14 Aber ohne deinen Willen wollte ich nichts tun, damit das Gute dir nicht abgenötigt wäre, sondern freiwillig geschehe.
15 Denn vielleicht war er darum eine Zeit lang von dir getrennt, damit du ihn auf ewig wiederhast,
16 nicht mehr als einen Sklaven, sondern als einen, der mehr ist als ein Sklave: ein lieber Bruder, besonders für mich, wie viel mehr aber für dich, sowohl im leiblichen Leben wie auch im Herrn.
17 Wenn du mich nun für deinen Freund hältst, so nimm ihn auf wie mich selbst.
18 Wenn er aber dir geschadet hat oder etwas schuldig ist, das rechne mir an.
19 Ich, Paulus, schreibe es mit eigener Hand: Ich will's bezahlen; ich schweige davon, dass du dich selbst mir schuldest.
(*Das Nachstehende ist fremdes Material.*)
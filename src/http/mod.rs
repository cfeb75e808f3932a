use axum::Router;

use crate::AppState;

mod auth;
mod error;
mod handlers;
mod routes;

pub use auth::Session;
pub use error::AppError;

pub fn router(state: AppState) -> Router {
    Router::new()
        .merge(routes::health())
        .merge(routes::posts())
        .merge(routes::notifications())
        .with_state(state)
}
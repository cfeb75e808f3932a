//! View cache tests
//!
//! Run only when TEST_REDIS_URL points at a Redis instance, e.g.
//! `TEST_REDIS_URL=redis://localhost:6379/15`. Keys are per post id, so
//! runs do not need a flushed database.

mod common;

use std::time::Duration;

use axum::http::StatusCode;
use common::TestApp;
use murmur::app::store::EngagementStore;
use murmur::domain::engagement::{NewReaction, ReactionKind};
use murmur::domain::notification::{NewNotification, NotificationType};
use serde_json::json;
use uuid::Uuid;

/// Waits for the eviction consumer to drop the cached view of `post_id`.
async fn wait_for_eviction(app: &TestApp, post_id: Uuid) {
    let evicted = tokio::time::timeout(Duration::from_secs(5), async {
        while app.state.views.get_post(post_id).await.is_some() {
            tokio::time::sleep(Duration::from_millis(10)).await;
        }
    })
    .await;
    assert!(evicted.is_ok(), "cached view was never evicted");
}

#[tokio::test]
async fn card_reflects_toggle_while_view_is_cached() {
    let Some(app) = TestApp::with_redis_views().await else { return };
    let reader = app.create_user("reader");
    let author = app.create_user("author");
    let post_id = app.create_post_for_user(author.id).await;
    let path = format!("/posts/{}", post_id);

    let resp = app.get(&path, Some(&reader.access_token)).await;
    assert_eq!(resp.status, StatusCode::OK);
    assert_eq!(resp.json()["counts"]["likes"], 0);
    assert!(app.state.views.get_post(post_id).await.is_some());

    app.post(&format!("{}/like", path), Some(&reader.access_token))
        .await;

    // Read straight away, before the consumer has had a chance to evict.
    let card = app.get(&path, Some(&reader.access_token)).await.json();
    assert_eq!(card["counts"]["likes"], 1);
    assert_eq!(card["viewer"]["is_liked"], true);
}

#[tokio::test]
async fn cached_view_never_hides_store_writes() {
    let Some(app) = TestApp::with_redis_views().await else { return };
    let reader = app.create_user("reader");
    let author = app.create_user("author");
    let post_id = app.create_post_for_user(author.id).await;
    let path = format!("/posts/{}", post_id);

    app.get(&path, None).await;
    assert!(app.state.views.get_post(post_id).await.is_some());

    // Written behind the service, so no invalidation is published.
    app.memory
        .insert_reaction(
            NewReaction {
                author_id: reader.id,
                post_id,
                kind: ReactionKind::Repost,
            },
            NewNotification::for_post(author.id, reader.id, post_id, NotificationType::Repost),
        )
        .await
        .unwrap();

    let card = app.get(&path, None).await.json();
    assert_eq!(card["counts"]["reposts"], 1);

    assert!(app.memory.delete_post(post_id, author.id).await.unwrap());
    assert!(app.state.views.get_post(post_id).await.is_some());

    let resp = app.get(&path, None).await;
    assert_eq!(resp.status, StatusCode::NOT_FOUND);
}

#[tokio::test]
async fn comment_evicts_cached_view() {
    let Some(app) = TestApp::with_redis_views().await else { return };
    let reader = app.create_user("reader");
    let author = app.create_user("author");
    let post_id = app.create_post_for_user(author.id).await;
    let path = format!("/posts/{}", post_id);

    let card = app.get(&path, None).await.json();
    assert!(card["top_comment"].is_null());

    let resp = app
        .post_json(
            &format!("{}/comments", path),
            json!({ "content": "first!" }),
            Some(&reader.access_token),
        )
        .await;
    assert_eq!(resp.status, StatusCode::CREATED);

    wait_for_eviction(&app, post_id).await;

    let card = app.get(&path, None).await.json();
    assert_eq!(card["counts"]["comments"], 1);
    assert_eq!(card["top_comment"]["excerpt"], "first!");
    assert_eq!(card["top_comment"]["author"]["id"], reader.id.to_string());
}

#[tokio::test]
async fn post_delete_evicts_cached_view() {
    let Some(app) = TestApp::with_redis_views().await else { return };
    let author = app.create_user("author");
    let post_id = app.create_post_for_user(author.id).await;
    let path = format!("/posts/{}", post_id);

    app.get(&path, None).await;
    let cached = app.state.views.get_post(post_id).await.unwrap();
    assert_eq!(cached.id, post_id);
    assert_eq!(cached.author.id, author.id);

    let resp = app.delete(&path, Some(&author.access_token)).await;
    assert_eq!(resp.status, StatusCode::NO_CONTENT);

    wait_for_eviction(&app, post_id).await;
    assert_eq!(app.get(&path, None).await.status, StatusCode::NOT_FOUND);
}
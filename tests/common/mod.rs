#![allow(dead_code)]

use std::sync::Arc;

use axum::body::{Body, Bytes};
use axum::http::{Method, Request, StatusCode};
use axum::Router;
use http_body_util::BodyExt;
use serde_json::Value;
use tokio::sync::broadcast;
use tower::ServiceExt;
use uuid::Uuid;

use murmur::app::invalidation::{self, Invalidation, InvalidationBus};
use murmur::app::session::{Actor, SessionService};
use murmur::app::store::EngagementStore;
use murmur::domain::post::{NewPost, Post};
use murmur::domain::user::User;
use murmur::infra::cache::{RedisCache, ViewCache};
use murmur::infra::memory::MemoryStore;
use murmur::AppState;

// "0123456789abcdef0123456789abcdef" (test-only key)
pub const TEST_ACCESS_KEY: [u8; 32] = *b"0123456789abcdef0123456789abcdef";

// ---------------------------------------------------------------------------
// TestApp: one isolated in-process store per test
// ---------------------------------------------------------------------------

pub struct TestApp {
    router: Router,
    pub state: AppState,
    pub memory: Arc<MemoryStore>,
    events: broadcast::Receiver<Invalidation>,
}

pub struct TestResponse {
    pub status: StatusCode,
    body_bytes: Bytes,
}

impl TestResponse {
    pub fn json(&self) -> Value {
        serde_json::from_slice(&self.body_bytes).unwrap_or(Value::Null)
    }

    pub fn error_message(&self) -> String {
        self.json()["error"].as_str().unwrap_or("").to_string()
    }
}

pub struct TestUser {
    pub id: Uuid,
    pub name: String,
    pub access_token: String,
}

impl TestUser {
    pub fn actor(&self) -> Actor {
        Actor { user_id: self.id }
    }
}

impl TestApp {
    pub fn new() -> Self {
        let memory = Arc::new(MemoryStore::new());
        Self::build(memory.clone(), memory, ViewCache::disabled())
    }

    /// Routes store calls through `store` while seeding and assertions still
    /// go to `memory`. Used to wrap the memory store with fault injection.
    pub fn with_store(store: Arc<dyn EngagementStore>, memory: Arc<MemoryStore>) -> Self {
        Self::build(store, memory, ViewCache::disabled())
    }

    /// Caches post views in Redis and runs the eviction consumer, as
    /// `main` does. Returns `None` when TEST_REDIS_URL is unset.
    pub async fn with_redis_views() -> Option<Self> {
        let Ok(redis_url) = std::env::var("TEST_REDIS_URL") else {
            eprintln!("TEST_REDIS_URL not set, skipping");
            return None;
        };
        let cache = RedisCache::connect(&redis_url)
            .await
            .expect("Redis connect failed");

        let memory = Arc::new(MemoryStore::new());
        let app = Self::build(memory.clone(), memory, ViewCache::new(Some(cache), 60));
        tokio::spawn(invalidation::run_consumer(
            app.state.invalidations.subscribe(),
            app.state.views.clone(),
        ));
        Some(app)
    }

    fn build(store: Arc<dyn EngagementStore>, memory: Arc<MemoryStore>, views: ViewCache) -> Self {
        let invalidations = InvalidationBus::new(64);
        let events = invalidations.subscribe();

        let state = AppState {
            store,
            views,
            invalidations,
            sessions: SessionService::new(TEST_ACCESS_KEY, 15),
        };
        let router = murmur::http::router(state.clone());

        TestApp {
            router,
            state,
            memory,
            events,
        }
    }

    // ------------------------------------------------------------------
    // Low-level request helper
    // ------------------------------------------------------------------
    pub async fn request(
        &self,
        method: Method,
        path: &str,
        body: Option<Value>,
        token: Option<&str>,
    ) -> TestResponse {
        let mut builder = Request::builder()
            .method(method)
            .uri(path)
            .header("host", "localhost");

        if let Some(token) = token {
            builder = builder.header("Authorization", format!("Bearer {}", token));
        }

        let request = if let Some(body) = body {
            builder
                .header("content-type", "application/json")
                .body(Body::from(serde_json::to_string(&body).unwrap()))
                .unwrap()
        } else {
            builder.body(Body::empty()).unwrap()
        };

        let response = self
            .router
            .clone()
            .oneshot(request)
            .await
            .expect("oneshot failed");

        let status = response.status();
        let body_bytes = response
            .into_body()
            .collect()
            .await
            .expect("failed to collect body")
            .to_bytes();

        TestResponse { status, body_bytes }
    }

    // ------------------------------------------------------------------
    // Convenience HTTP helpers
    // ------------------------------------------------------------------
    pub async fn get(&self, path: &str, token: Option<&str>) -> TestResponse {
        self.request(Method::GET, path, None, token).await
    }

    pub async fn post(&self, path: &str, token: Option<&str>) -> TestResponse {
        self.request(Method::POST, path, None, token).await
    }

    pub async fn post_json(&self, path: &str, body: Value, token: Option<&str>) -> TestResponse {
        self.request(Method::POST, path, Some(body), token).await
    }

    pub async fn delete(&self, path: &str, token: Option<&str>) -> TestResponse {
        self.request(Method::DELETE, path, None, token).await
    }

    // ------------------------------------------------------------------
    // Test data helpers
    // ------------------------------------------------------------------

    /// Seed a user in the store and issue an access token for it.
    pub fn create_user(&self, name: &str) -> TestUser {
        let id = Uuid::new_v4();
        self.memory.insert_user(User {
            id,
            name: name.to_string(),
            username: Some(format!("{}_handle", name)),
            image: None,
        });
        let access_token = self
            .state
            .sessions
            .issue_access_token(id)
            .expect("issue_access_token failed");

        TestUser {
            id,
            name: name.to_string(),
            access_token,
        }
    }

    /// Insert a post directly in the store. Returns the post id.
    pub async fn create_post_for_user(&self, author_id: Uuid) -> Uuid {
        self.memory
            .insert_post(NewPost {
                author_id,
                content: "test post".to_string(),
                image: None,
            })
            .await
            .expect("insert test post failed")
            .id
    }

    pub async fn post_row(&self, post_id: Uuid) -> Post {
        self.memory
            .find_post(post_id)
            .await
            .expect("find_post failed")
            .expect("post exists")
    }

    pub async fn like_count(&self, post_id: Uuid) -> i64 {
        self.post_row(post_id).await.like_count
    }

    /// Invalidation events published since the last call.
    pub fn drain_invalidations(&mut self) -> Vec<Invalidation> {
        let mut events = Vec::new();
        while let Ok(event) = self.events.try_recv() {
            events.push(event);
        }
        events
    }
}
20 Ja, mein Bruder, gönne mir, dass ich mich an dir erfreue in dem Herrn; erquicke mein Herz in Christus.
21 Im Vertrauen auf deinen Gehorsam schreibe ich dir; denn ich weiß, du wirst mehr tun, als ich sage.
22 Zugleich bereite mir eine Herberge; denn ich hoffe, dass ich durch eure Gebete euch geschenkt werde.

Grüße und Segenswunsch

23 Es grüßt dich Epaphras, mein Mitgefangener in Christus Jesus,
24 Markus, Aristarch, Demas, Lukas, meine Mitarbeiter.
25 Die Gnade des Herrn Jesus Christus sei mit eurem Geist!